There are some issues – such as class-warfare tax rates and the minimum wage – where intelligent people on the left will privately admit being wrong (or at least they will admit adverse consequences).
Another example is rent control.
Indeed, it’s so obvious that imposing price controls on housing will create shortages that some folks on the left even admit publicly that it’s a bad idea.
Yet leftist politicians are drawn to the policy for the simple reason that renters outnumber landlords.
Simply stated, they’re willing to impose considerable damage so long as they can grab a few extra votes.
Let’s look at some evidence about the folly of rent control, and we’ll start with a hot-off-the-presses column by Ryan Mills for National Review.

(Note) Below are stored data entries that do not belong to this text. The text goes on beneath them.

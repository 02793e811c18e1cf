use std::{result, sync::Arc};

use log::{debug, info, warn};
use serde::Serialize;
use warp::http;

use crate::activity::{Activities, Catalog, RosterError};
use crate::auth::{LoginAttempt, SessionToken};
use crate::session::{SessionUser, Sessions};
use crate::teacher::Teachers;

pub struct School {
    teachers: Teachers,
    sessions: Sessions,
    catalog: Catalog,
}

/// A request that has been resolved to a logged-in teacher.
pub struct SchoolAuthed {
    school: Arc<School>,
    user: SessionUser,
}

#[derive(Debug, Serialize)]
pub struct LoginReply {
    token: SessionToken,
    user: SessionUser,
}

#[derive(Debug, Serialize)]
pub struct Message {
    message: String,
}

#[derive(Copy, Clone, Debug, PartialEq, Eq)]
pub enum Error {
    Unauthenticated,
    InvalidCredentials,
    NotFound,
    AlreadyRegistered,
    NotInRoster,
    ActivityFull,
    BadRequest,
}

pub type Result<T> = result::Result<T, Error>;

impl From<Error> for http::StatusCode {
    fn from(e: Error) -> Self {
        match e {
            Error::Unauthenticated | Error::InvalidCredentials => http::StatusCode::UNAUTHORIZED,
            Error::NotFound => http::StatusCode::NOT_FOUND,
            Error::AlreadyRegistered
            | Error::NotInRoster
            | Error::ActivityFull
            | Error::BadRequest => http::StatusCode::BAD_REQUEST,
        }
    }
}

impl From<RosterError> for Error {
    fn from(e: RosterError) -> Self {
        match e {
            RosterError::NoSuchActivity => Error::NotFound,
            RosterError::AlreadyRegistered => Error::AlreadyRegistered,
            RosterError::NotInRoster => Error::NotInRoster,
            RosterError::Full => Error::ActivityFull,
        }
    }
}

impl Error {
    pub fn detail(self) -> &'static str {
        match self {
            Error::Unauthenticated => "Authentication required",
            Error::InvalidCredentials => "Invalid credentials",
            Error::NotFound => "Activity not found",
            Error::AlreadyRegistered => "Student is already signed up",
            Error::NotInRoster => "Student is not signed up for this activity",
            Error::ActivityFull => "Activity is full",
            Error::BadRequest => "Invalid request",
        }
    }
}

impl warp::reject::Reject for Error {}

impl Message {
    fn new(message: String) -> Self {
        Self { message }
    }
}

impl School {
    pub fn new(teachers: Teachers, catalog: Catalog) -> Self {
        Self {
            teachers,
            sessions: Sessions::new(),
            catalog,
        }
    }

    pub async fn login(&self, attempt: LoginAttempt) -> Result<LoginReply> {
        let username = attempt.user();

        let teacher = self.teachers.find(username).ok_or_else(|| {
            warn!("rejecting non-existent teacher {username}");
            Error::InvalidCredentials
        })?;

        if attempt.pass() != teacher.password {
            warn!("wrong password for teacher {username}");
            return Err(Error::InvalidCredentials);
        }

        let token = self.sessions.create(username, &teacher.name).await;
        info!("{username} login: new session {token}");

        Ok(LoginReply {
            token,
            user: SessionUser {
                username: username.into(),
                name: teacher.name.clone(),
            },
        })
    }

    /// The teacher behind `token`, if any. Anonymous is not an error.
    pub async fn current_user(&self, token: Option<&SessionToken>) -> Option<SessionUser> {
        match token {
            Some(token) => {
                let user = self.sessions.resolve(token).await;
                if user.is_none() {
                    debug!("unknown session {token}");
                }
                user
            }
            None => None,
        }
    }

    pub async fn authenticate(self: &Arc<Self>, token: Option<SessionToken>) -> Result<SchoolAuthed> {
        match self.current_user(token.as_ref()).await {
            Some(user) => {
                debug!("{} authenticated by session", user.username);
                Ok(SchoolAuthed {
                    school: Arc::clone(self),
                    user,
                })
            }
            None => Err(Error::Unauthenticated),
        }
    }

    pub async fn activities(&self) -> Activities {
        self.catalog.list().await
    }
}

impl SchoolAuthed {
    pub fn user(&self) -> &SessionUser {
        &self.user
    }

    /// Revokes the teacher's oldest session, which may not be the one
    /// this request came in on. Succeeds whether or not one was left.
    pub async fn logout(&self) -> Message {
        let username = &self.user.username;
        info!("{username} logout");

        if !self.school.sessions.revoke(username).await {
            debug!("{username} had no session left to revoke");
        }

        Message::new("Logged out successfully".into())
    }

    pub async fn signup(&self, activity: &str, email: &str) -> Result<Message> {
        let username = &self.user.username;

        self.school
            .catalog
            .signup(activity, email)
            .await
            .map_err(|e| {
                info!("{username} couldn't sign up {email} for {activity}: {e:?}");
                Error::from(e)
            })?;

        info!("{username} signed up {email} for {activity}");
        Ok(Message::new(format!("Signed up {email} for {activity}")))
    }

    pub async fn unregister(&self, activity: &str, email: &str) -> Result<Message> {
        let username = &self.user.username;

        self.school
            .catalog
            .unregister(activity, email)
            .await
            .map_err(|e| {
                info!("{username} couldn't unregister {email} from {activity}: {e:?}");
                Error::from(e)
            })?;

        info!("{username} unregistered {email} from {activity}");
        Ok(Message::new(format!("Unregistered {email} from {activity}")))
    }
}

Democratic leaders in Minnesota’s capital city are scrambling for solutions after developers put several large projects on hold across St. Paul in the wake of last week’s election, when residents approved what may be the strictest rent-control policy in the country. …left-wing activists on the eastern bank of the Mississippi River succeeded in their effort to cap rent increases at 3 percent annually, including on new construction, a step most communities that have imposed rent-control policies have specifically avoided out of concern that it would discourage future investments. The St. Paul initiative passed last week with 53 percent support. …Large developers who spoke to the Minneapolis Star Tribune and the St. Paul Pioneer Press told reporters that they’re pausing their projects across the city, and they are “re-evaluating what – if any – future business we’ll be doing in St. Paul.” Lenders are pulling out of new projects, they say, worried about the impact of the new policy. …dozens of buildings…have had 2022 rehabilitation projects stopped.
Wow. Sounds like St. Paul wants to supplant Minneapolis as the worst-governed city in the state.
Speaking of poorly governed cities, Christian Britschgi of Reason wrote early last year about what’s happening with rent control in New York City.
When the New York legislature passed major changes to the state’s rent regulations in June 2019, critics warned the new law would reduce investment in, and renovations of, rental properties in New York City. …those predictions are bearing out. …sales of apartment buildings in the Big Apple fell by 36 percent in 2019, and…the money spent on those sales fell by 40 percent. The prices investors were paying for rent-stabilized units—where allowable rent increases are set by the government and usually capped at around 1 or 2 percent per year—fell by 7 percent. …69 percent of building owners have cut their spending on apartment upgrades by more than 75 percent since the passage of the state’s rent regulations. Another 11 percent of the landlords in the survey decreased investments in their properties by more than 50 percent.
Some European cities also have adopted price controls on housing.
In a column for the Foundation for Economic Education, Jon Miltimore explains the damage this approach has caused in Stockholm.
Stockholm is just one of many Swedish cities struggling with a housing shortage. It’s not just that prices are too high; wait times for flats are also stunningly long. In Stockholm, for example, the average waiting time for a typical property is about nine years…, but wait-time in Stockholm’s most attractive neighbourhoods can run double that. …For younger Swedes in particular, the housing situation is a real problem—and it stems from Sweden’s decades-long embrace of rent control policies, which stretch back to World War II. …the results of Sweden’s rent control policies were quite predictable. The reality is price controls and other government regulations can’t fix housing problems.
The mess in Stockholm has even attracted attention from the BBC, as illustrated by the excerpt in this tweet.
Oh wow Sweden somehow made rent control work!
— Scott Lincicome (@scottlincicome) August 29, 2021
LOL JK it's the same disaster it's always been: https://t.co/MSyTFIkoTX pic.twitter.com/pCRpSJvnK1
Jon Miltimore also wrote about disastrous impact of rent control in Berlin.
In February 2020, Berlin introduced the so-called Mietendeckel—a cap on rent—to keep Berlin from becoming the next London or New York, cities where pricey rents have driven out many lower- and middle-class residents. The rent caps didn’t apply to everyone, however. They applied to properties built prior to 2014, freezing rent at June 18, 2019 levels. …Well, a year later, and the results of Berlin’s experiment are in. …Housing supply has shrunk and many landlords have reportedly exited the market, making the shortage much worse. …The lesson? Rent control has effects on housing supply, and those effects are not good.
And it you want more bad news from Germany, Berlin voters just approved a scheme to confiscate some apartments.
Here’s the story from the EU Observer.
Berliners voted in favour of expropriating apartments owned by big real-estate companies, with 56 percent of voters in the German capital saying ‘yes’ in the non-binding referendum at this weekend, the Financial Times reported on Monday. Now Berlin’s new municipal government has to decide how to proceed, since the expropriation of housing units could be legally challenged as against the German constitution.
I don’t know the outcome (if any) of the court challenge, but I do know that rent control is horrible policy.
And other economists agree.
P.S. Price controls are also bad news for pharmaceutical products and emergency supplies.